### [AIM OF THE TASK]
Whenever the string "Image" appears in a line of the listing below, that line counts. Say how many lines count, and give nothing else.

### [INPUT DATA]

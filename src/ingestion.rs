//! Upload ingestion.
//!
//! The upload collaborator hands over a file name, raw bytes, and the declared
//! extension. Supported-format detection is explicit: CSV is parsed with
//! Polars; spreadsheet formats are rejected with an actionable error instead
//! of cycling through parsing engines.
//!
//! Date-looking columns are deliberately left as strings here. The request
//! pre-pass and the executor's recovery path own temporal coercion.

use crate::error::{Result, VizError};
use crate::table::{SourceFormat, UploadedTable};
use polars::prelude::*;
use std::path::Path;
use std::sync::atomic::{AtomicU64, Ordering};
use tracing::info;

static UPLOAD_SEQ: AtomicU64 = AtomicU64::new(0);

/// Parse uploaded bytes into a table according to the declared extension.
pub fn parse_upload(name: &str, bytes: &[u8], extension: &str) -> Result<UploadedTable> {
    match extension.to_lowercase().as_str() {
        "csv" => {
            let data = read_csv_bytes(bytes)?;
            info!(
                "Ingested {} ({} rows x {} columns)",
                name,
                data.height(),
                data.width()
            );
            Ok(UploadedTable {
                name: name.to_string(),
                data,
                format: SourceFormat::Csv,
            })
        }
        "xlsx" | "xls" => Err(VizError::Ingestion(format!(
            "spreadsheet format '{}' is not supported; convert {} to CSV and upload again",
            extension, name
        ))),
        other => Err(VizError::Ingestion(format!(
            "unsupported file extension '{}' for {}",
            other, name
        ))),
    }
}

fn read_csv_bytes(bytes: &[u8]) -> Result<DataFrame> {
    // Spool through a temp file so the lazy CSV reader can scan it.
    let seq = UPLOAD_SEQ.fetch_add(1, Ordering::Relaxed);
    let path = std::env::temp_dir().join(format!("viz-assistant-upload-{}-{}.csv", std::process::id(), seq));
    std::fs::write(&path, bytes)?;
    let result = read_csv_path(&path);
    let _ = std::fs::remove_file(&path);
    result
}

fn read_csv_path(path: &Path) -> Result<DataFrame> {
    LazyCsvReader::new(path)
        .with_infer_schema_length(Some(1000))
        .finish()
        .map_err(|e| VizError::Ingestion(format!("failed to read CSV: {}", e)))?
        .collect()
        .map_err(|e| VizError::Ingestion(format!("failed to read CSV: {}", e)))
}

#[cfg(test)]
mod tests {
    use super::*;

    #[test]
    fn csv_upload_parses_columns() {
        let bytes = b"date,amount\n01/02/2024,10.5\n02/02/2024,11.0\n";
        let table = parse_upload("sales.csv", bytes, "csv").unwrap();
        assert_eq!(table.name, "sales.csv");
        assert_eq!(table.format, SourceFormat::Csv);
        assert_eq!(table.data.height(), 2);
        assert_eq!(table.data.get_column_names(), &["date", "amount"]);
    }

    #[test]
    fn spreadsheet_uploads_are_rejected_explicitly() {
        let err = parse_upload("report.xlsx", b"PK", "xlsx").unwrap_err();
        assert!(matches!(err, VizError::Ingestion(_)));
        assert!(err.to_string().contains("convert"));
    }

    #[test]
    fn unknown_extension_is_rejected() {
        let err = parse_upload("notes.txt", b"hello", "txt").unwrap_err();
        assert!(matches!(err, VizError::Ingestion(_)));
    }
}
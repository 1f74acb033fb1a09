//! Runtime values for the executor. Frames and columns wrap polars types
//! directly; figure handles index into the namespace's figure registry so
//! `fig`, `ax`, and the plotting module all mutate the same open figure.

use crate::chart::{DeclarativeChart, InteractiveFigure};
use polars::prelude::{DataFrame, Series};

/// The preloaded library bindings.
#[derive(Debug, Clone, Copy, PartialEq, Eq)]
pub enum Module {
    Pandas,
    Numpy,
    Matplotlib,
    Pyplot,
    PlotlyExpress,
    PlotlyGraphObjects,
    Altair,
    Seaborn,
    Datetime,
}

impl Module {
    pub fn name(&self) -> &'static str {
        match self {
            Module::Pandas => "pandas",
            Module::Numpy => "numpy",
            Module::Matplotlib => "matplotlib",
            Module::Pyplot => "matplotlib.pyplot",
            Module::PlotlyExpress => "plotly.express",
            Module::PlotlyGraphObjects => "plotly.graph_objects",
            Module::Altair => "altair",
            Module::Seaborn => "seaborn",
            Module::Datetime => "datetime",
        }
    }
}

#[derive(Debug, Clone)]
pub enum Value {
    Frame(DataFrame),
    Column(Series),
    /// Boolean row mask from a column comparison.
    Mask(Vec<bool>),
    /// Result of `frame.groupby(...)`, optionally narrowed to columns.
    Grouped {
        frame: DataFrame,
        keys: Vec<String>,
        selected: Option<Vec<String>>,
    },
    /// `column.dt` pending a component or format call.
    DtAccessor(Series),
    Figure(usize),
    Axes(usize),
    Interactive(InteractiveFigure),
    Declarative(DeclarativeChart),
    /// A plotly trace waiting to be collected into a figure.
    Trace(serde_json::Value),
    /// The read-only `dataframes` table mapping.
    Tables,
    Module(Module),
    Str(String),
    Int(i64),
    Float(f64),
    Bool(bool),
    List(Vec<Value>),
    Tuple(Vec<Value>),
    None,
}

impl Value {
    pub fn type_name(&self) -> &'static str {
        match self {
            Value::Frame(_) => "DataFrame",
            Value::Column(_) => "Series",
            Value::Mask(_) => "boolean mask",
            Value::Grouped { .. } => "grouped frame",
            Value::DtAccessor(_) => "datetime accessor",
            Value::Figure(_) => "Figure",
            Value::Axes(_) => "Axes",
            Value::Interactive(_) => "plotly figure",
            Value::Declarative(_) => "altair chart",
            Value::Trace(_) => "plotly trace",
            Value::Tables => "dataframes",
            Value::Module(_) => "module",
            Value::Str(_) => "str",
            Value::Int(_) => "int",
            Value::Float(_) => "float",
            Value::Bool(_) => "bool",
            Value::List(_) => "list",
            Value::Tuple(_) => "tuple",
            Value::None => "None",
        }
    }

    pub fn as_f64(&self) -> Option<f64> {
        match self {
            Value::Int(v) => Some(*v as f64),
            Value::Float(v) => Some(*v),
            Value::Bool(b) => Some(if *b { 1.0 } else { 0.0 }),
            _ => None,
        }
    }

    pub fn as_str(&self) -> Option<&str> {
        match self {
            Value::Str(s) => Some(s),
            _ => None,
        }
    }

    /// How the value renders under `print`.
    pub fn display(&self) -> String {
        match self {
            Value::Frame(df) => format!("{}", df),
            Value::Column(s) => format!("{}", s),
            Value::Str(s) => s.clone(),
            Value::Int(v) => v.to_string(),
            Value::Float(v) => v.to_string(),
            Value::Bool(b) => {
                if *b {
                    "True".to_string()
                } else {
                    "False".to_string()
                }
            }
            Value::None => "None".to_string(),
            Value::List(items) => {
                let parts: Vec<String> = items.iter().map(Value::display).collect();
                format!("[{}]", parts.join(", "))
            }
            Value::Tuple(items) => {
                let parts: Vec<String> = items.iter().map(Value::display).collect();
                format!("({})", parts.join(", "))
            }
            other => format!("<{}>", other.type_name()),
        }
    }
}

#[cfg(test)]
mod tests {
    use super::*;

    #[test]
    fn display_matches_script_conventions() {
        assert_eq!(Value::Bool(true).display(), "True");
        assert_eq!(Value::None.display(), "None");
        assert_eq!(
            Value::List(vec![Value::Int(1), Value::Str("a".to_string())]).display(),
            "[1, a]"
        );
    }
}
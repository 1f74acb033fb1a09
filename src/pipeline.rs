//! Turn orchestration: prompt the model, split its reply, rewrite and run
//! each code block, and assemble the ordered response sequence.
//!
//! Failures are scoped deliberately: a model call failure aborts the turn
//! with an error message item, while a failing code block contributes an
//! error item and later blocks still run.

use tracing::{debug, info, warn};

use crate::artifact::{self, Artifact};
use crate::chart::{DeclarativeChart, InteractiveFigure, RenderOptions};
use crate::error::{Result, VizError};
use crate::exec::Executor;
use crate::llm::LlmClient;
use crate::prompt::build_prompt;
use crate::response::split_response;
use crate::rewrite::rewrite_code;
use crate::table::TableSet;

/// One element of the ordered response shown to the user.
#[derive(Debug, Clone)]
pub enum ResponseItem {
    Text(String),
    Image(Vec<u8>),
    Interactive(InteractiveFigure),
    Declarative(DeclarativeChart),
}

impl ResponseItem {
    pub fn kind(&self) -> &'static str {
        match self {
            ResponseItem::Text(_) => "text",
            ResponseItem::Image(_) => "image",
            ResponseItem::Interactive(_) => "interactive",
            ResponseItem::Declarative(_) => "declarative",
        }
    }

    pub fn download_uri(&self, options: &RenderOptions) -> Option<String> {
        let artifact = match self {
            ResponseItem::Text(_) => return None,
            ResponseItem::Image(png) => Artifact::Image(png.clone()),
            ResponseItem::Interactive(figure) => Artifact::Interactive(figure.clone()),
            ResponseItem::Declarative(chart) => Artifact::Declarative(chart.clone()),
        };
        artifact.download_uri(options)
    }
}

impl From<Artifact> for ResponseItem {
    fn from(artifact: Artifact) -> Self {
        match artifact {
            Artifact::Image(png) => ResponseItem::Image(png),
            Artifact::Interactive(figure) => ResponseItem::Interactive(figure),
            Artifact::Declarative(chart) => ResponseItem::Declarative(chart),
            Artifact::Text(text) => ResponseItem::Text(text),
        }
    }
}

/// One full turn: build the prompt from the uploaded tables, call the model,
/// and turn its reply into response items. Requires at least one table.
pub async fn process_request(
    client: &LlmClient,
    tables: &mut TableSet,
    question: &str,
    options: &RenderOptions,
) -> Result<Vec<ResponseItem>> {
    if tables.is_empty() {
        return Err(VizError::NoTables);
    }
    // date-named columns become real dates before the model ever sees the
    // dtype summary; the executor's retry covers what this pass misses
    tables.coerce_temporal_columns();
    let prompt = build_prompt(tables, question);
    debug!(chars = prompt.len(), "sending prompt");
    let completion = match client.complete(&prompt).await {
        Ok(completion) => completion,
        Err(e) => {
            warn!("model call failed: {}", e);
            return Ok(vec![ResponseItem::Text(format!("Error: {}", e))]);
        }
    };
    Ok(respond_to_completion(&completion, tables, options))
}

/// Turn a model reply into the ordered response sequence: analysis prose
/// first, then per block either its artifacts followed by the executed code,
/// or an error item. Blocks are independent.
pub fn respond_to_completion(
    completion: &str,
    tables: &mut TableSet,
    options: &RenderOptions,
) -> Vec<ResponseItem> {
    let split = split_response(completion);
    let mut items = Vec::new();
    if let Some(analysis) = split.analysis {
        items.push(ResponseItem::Text(analysis));
    }
    let names = tables.names();
    for block in &split.code_blocks {
        let code = rewrite_code(block, &names);
        match run_block(tables, &code, options) {
            Ok((artifact, prints)) => {
                if let Some(artifact) = artifact {
                    info!(kind = artifact.kind(), "code block produced artifact");
                    items.push(artifact.into());
                }
                if !prints.is_empty() {
                    items.push(ResponseItem::Text(format!("```\n{}\n```", prints.join("\n"))));
                }
                items.push(ResponseItem::Text(format!("```python\n{}\n```", code)));
            }
            Err(e) => {
                warn!("code block failed: {}", e);
                items.push(ResponseItem::Text(format!(
                    "Error executing code: {}\n\nCode attempted:\n```python\n{}\n```",
                    e, code
                )));
            }
        }
    }
    items
}

fn run_block(
    tables: &mut TableSet,
    code: &str,
    options: &RenderOptions,
) -> Result<(Option<Artifact>, Vec<String>)> {
    let mut ns = Executor::new(tables).run(code)?;
    let artifact = artifact::extract(&mut ns, options)?;
    Ok((artifact, ns.prints))
}
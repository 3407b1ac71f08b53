use log::debug;

use super::ChaincodeStub;
use crate::error::{Error, Result};
use crate::store::{BufStore, Map, Read, Write};

/// A `ChaincodeStub` for a single transaction simulation.
///
/// Reads go to the peer's world state, writes are buffered in a `BufStore` and
/// only reach the world state if the peer decides to commit the resulting
/// write set.
pub struct TxStub<'a, S> {
    args: Vec<String>,
    tx_id: String,
    channel_id: String,
    store: BufStore<&'a S>,
    event: Option<(String, Vec<u8>)>,
}

impl<'a, S: Read> TxStub<'a, S> {
    pub fn new(store: &'a S, channel_id: String, tx_id: String, args: Vec<String>) -> Self {
        TxStub {
            args,
            tx_id,
            channel_id,
            store: BufStore::wrap(store),
            event: None,
        }
    }

    /// Consumes the stub, returning the buffered write set and the event set
    /// during the transaction, if any.
    pub fn into_parts(self) -> (Map, Option<(String, Vec<u8>)>) {
        (self.store.into_map(), self.event)
    }
}

impl<'a, S: Read> ChaincodeStub for TxStub<'a, S> {
    fn args(&self) -> &[String] {
        &self.args
    }

    fn tx_id(&self) -> &str {
        &self.tx_id
    }

    fn channel_id(&self) -> &str {
        &self.channel_id
    }

    fn get_state(&self, key: &str) -> Result<Option<Vec<u8>>> {
        self.store.get(key.as_bytes())
    }

    fn put_state(&mut self, key: &str, value: Vec<u8>) -> Result<()> {
        if key.is_empty() {
            return Err(Error::Stub("key must not be an empty string".into()));
        }
        self.store.put(key.as_bytes().to_vec(), value)
    }

    fn del_state(&mut self, key: &str) -> Result<()> {
        if key.is_empty() {
            return Err(Error::Stub("key must not be an empty string".into()));
        }
        self.store.delete(key.as_bytes())
    }

    fn set_event(&mut self, name: &str, payload: Vec<u8>) -> Result<()> {
        if name.is_empty() {
            return Err(Error::Stub("event name can not be empty string".into()));
        }
        if let Some((previous, _)) = &self.event {
            debug!("tx {}: replacing event {} with {}", self.tx_id, previous, name);
        }
        self.event = Some((name.to_string(), payload));
        Ok(())
    }
}
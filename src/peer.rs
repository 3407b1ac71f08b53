//! An in-process peer which hosts a single chaincode.
//!
//! Every successful transaction is committed in a block of its own. Writes
//! made by a chaincode are simulated against a buffer and only flushed to the
//! world state on commit, at which point the block is appended to the ledger
//! and published to the `EventHub`.

use log::{debug, info, warn};
use serde::Serialize;
use sha2::{Digest, Sha256};

use crate::config::PeerConfig;
use crate::error::{Error, Result};
use crate::event::{ChaincodeEvent, EventHub};
use crate::ledger::{Block, ChainInfo, Ledger, Transaction};
use crate::shim::{Chaincode, Response, TxStub};
use crate::store::{BufStore, Flush, Map, MapStore, Read, Store, Write};

/// The outcome of a transaction submitted to the peer.
#[derive(Debug, Clone, PartialEq, Eq, Serialize)]
pub struct TxResult {
    pub tx_id: String,
    /// The block which committed the transaction, or `None` if it was
    /// rejected.
    pub block_number: Option<u64>,
    pub response: Response,
    pub event: Option<ChaincodeEvent>,
}

impl TxResult {
    pub fn is_committed(&self) -> bool {
        self.block_number.is_some()
    }
}

struct Simulation {
    tx_id: String,
    args: Vec<String>,
    response: Response,
    writes: Map,
    event: Option<(String, Vec<u8>)>,
}

pub struct Peer<C, S = MapStore> {
    config: PeerConfig,
    chaincode: C,
    store: S,
    events: EventHub,
    ledger: Ledger,
    nonce: u64,
    instantiated: bool,
}

impl<C: Chaincode, S: Store + Default> Peer<C, S> {
    /// Constructs a peer with an empty world state.
    pub fn new(config: PeerConfig, chaincode: C) -> Self {
        Self::with_store(config, chaincode, S::default())
    }
}

impl<C: Chaincode, S: Store> Peer<C, S> {
    pub fn with_store(config: PeerConfig, chaincode: C, store: S) -> Self {
        Peer {
            config,
            chaincode,
            store,
            events: EventHub::new(),
            ledger: Ledger::new(),
            nonce: 0,
            instantiated: false,
        }
    }

    pub fn config(&self) -> &PeerConfig {
        &self.config
    }

    /// Number of blocks committed so far. Block numbers start at 0.
    pub fn height(&self) -> u64 {
        self.ledger.height()
    }

    pub fn block(&self, number: u64) -> Option<&Block> {
        self.ledger.block(number)
    }

    /// The block which committed `tx_id`. Rejected transactions and queries
    /// are never found.
    pub fn block_by_tx_id(&self, tx_id: &str) -> Option<&Block> {
        self.ledger.block_by_tx_id(tx_id)
    }

    pub fn transaction(&self, tx_id: &str) -> Option<&Transaction> {
        self.ledger.transaction(tx_id)
    }

    pub fn info(&self) -> ChainInfo {
        self.ledger.info()
    }

    /// The committed world state.
    pub fn state(&self) -> &S {
        &self.store
    }

    pub fn events(&mut self) -> &mut EventHub {
        &mut self.events
    }

    pub fn is_instantiated(&self) -> bool {
        self.instantiated
    }

    /// Runs the chaincode's `init` and commits its writes if it succeeds.
    pub fn instantiate<I, A>(&mut self, args: I) -> Result<TxResult>
    where
        I: IntoIterator<Item = A>,
        A: Into<String>,
    {
        if self.instantiated {
            return Err(Error::AlreadyInstantiated);
        }
        let sim = self.simulate(collect_args(args), true);
        let res = self.settle(sim)?;
        if res.is_committed() {
            self.instantiated = true;
            info!(
                "{}: instantiated {} on {}",
                self.config.peer_id, self.config.chaincode_id, self.config.channel_id
            );
        }
        Ok(res)
    }

    /// Submits a transaction. A successful response commits the
    /// transaction's writes and publishes its event; an error response leaves
    /// the world state untouched.
    ///
    /// If the store fails while the writes are flushed, the keys already
    /// written are restored, no block is created and the store's error is
    /// returned.
    pub fn invoke<I, A>(&mut self, args: I) -> Result<TxResult>
    where
        I: IntoIterator<Item = A>,
        A: Into<String>,
    {
        self.ensure_instantiated()?;
        let sim = self.simulate(collect_args(args), false);
        self.settle(sim)
    }

    /// Evaluates a transaction without committing it. Writes and events are
    /// discarded regardless of the response.
    pub fn query<I, A>(&mut self, args: I) -> Result<Response>
    where
        I: IntoIterator<Item = A>,
        A: Into<String>,
    {
        self.ensure_instantiated()?;
        let sim = self.simulate(collect_args(args), false);
        debug!(
            "{}: query {} discarded {} writes",
            self.config.peer_id,
            sim.tx_id,
            sim.writes.len()
        );
        Ok(sim.response)
    }

    fn ensure_instantiated(&self) -> Result<()> {
        if self.instantiated {
            Ok(())
        } else {
            Err(Error::NotInstantiated)
        }
    }

    fn simulate(&mut self, args: Vec<String>, init: bool) -> Simulation {
        let tx_id = self.next_tx_id(&args);
        let mut stub = TxStub::new(
            &self.store,
            self.config.channel_id.clone(),
            tx_id.clone(),
            args.clone(),
        );
        let response = if init {
            self.chaincode.init(&mut stub)
        } else {
            self.chaincode.invoke(&mut stub)
        };
        let (writes, event) = stub.into_parts();
        Simulation {
            tx_id,
            args,
            response,
            writes,
            event,
        }
    }

    fn settle(&mut self, sim: Simulation) -> Result<TxResult> {
        let Simulation {
            tx_id,
            args,
            response,
            writes,
            event,
        } = sim;

        if !response.is_ok() {
            warn!(
                "{}: rejected tx {}: {} ({})",
                self.config.peer_id, tx_id, response.message, response.status
            );
            return Ok(TxResult {
                tx_id,
                block_number: None,
                response,
                event: None,
            });
        }

        self.apply(writes)?;

        let event = event.map(|(event_name, payload)| ChaincodeEvent {
            chaincode_id: self.config.chaincode_id.clone(),
            tx_id: tx_id.clone(),
            event_name,
            payload,
        });
        let block = self.ledger.append(vec![Transaction {
            tx_id: tx_id.clone(),
            args,
            response: response.clone(),
            event: event.clone(),
        }]);
        let block_number = block.number;
        info!(
            "{}: committed block {} with tx {}",
            self.config.peer_id, block_number, tx_id
        );
        self.events.publish(block);

        Ok(TxResult {
            tx_id,
            block_number: Some(block_number),
            response,
            event,
        })
    }

    /// Flushes a write set to the world state. On failure, every key of the
    /// write set is put back to the value it had before.
    fn apply(&mut self, writes: Map) -> Result<()> {
        let mut previous = Map::new();
        for key in writes.keys() {
            previous.insert(key.clone(), self.store.get(key)?);
        }

        let err = match BufStore::wrap_with_map(&mut self.store, writes).flush() {
            Ok(()) => return Ok(()),
            Err(err) => err,
        };
        warn!("{}: flush failed, restoring {} keys", self.config.peer_id, previous.len());
        for (key, value) in previous {
            let restored = match value {
                Some(value) => self.store.put(key, value),
                None => self.store.delete(&key),
            };
            if let Err(restore_err) = restored {
                warn!("{}: failed to restore key: {}", self.config.peer_id, restore_err);
            }
        }
        Err(err)
    }

    /// Hashes the channel, a per-peer nonce and the arguments into a
    /// transaction id.
    fn next_tx_id(&mut self, args: &[String]) -> String {
        let mut hasher = Sha256::new();
        hasher.update(self.config.channel_id.as_bytes());
        hasher.update(self.nonce.to_be_bytes());
        for arg in args {
            hasher.update((arg.len() as u64).to_be_bytes());
            hasher.update(arg.as_bytes());
        }
        self.nonce += 1;
        hex::encode(hasher.finalize())
    }
}

fn collect_args<I, A>(args: I) -> Vec<String>
where
    I: IntoIterator<Item = A>,
    A: Into<String>,
{
    args.into_iter().map(Into::into).collect()
}
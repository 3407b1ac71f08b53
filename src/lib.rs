//! A counter chaincode which emits an event on every invocation, together
//! with the in-process peer used to drive it.

pub mod chaincode;
pub mod config;
mod error;
pub mod event;
pub mod ledger;
pub mod peer;
pub mod shim;
pub mod store;

pub use chaincode::EventSender;
pub use config::PeerConfig;
pub use error::*;
pub use event::{BlockEvent, ChaincodeEvent, EventHub, ListenerHandle, TxEvent};
pub use ledger::{Block, ChainInfo, Transaction};
pub use peer::{Peer, TxResult};
pub use shim::{Chaincode, ChaincodeStub, Response};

### [SOLUTION]
4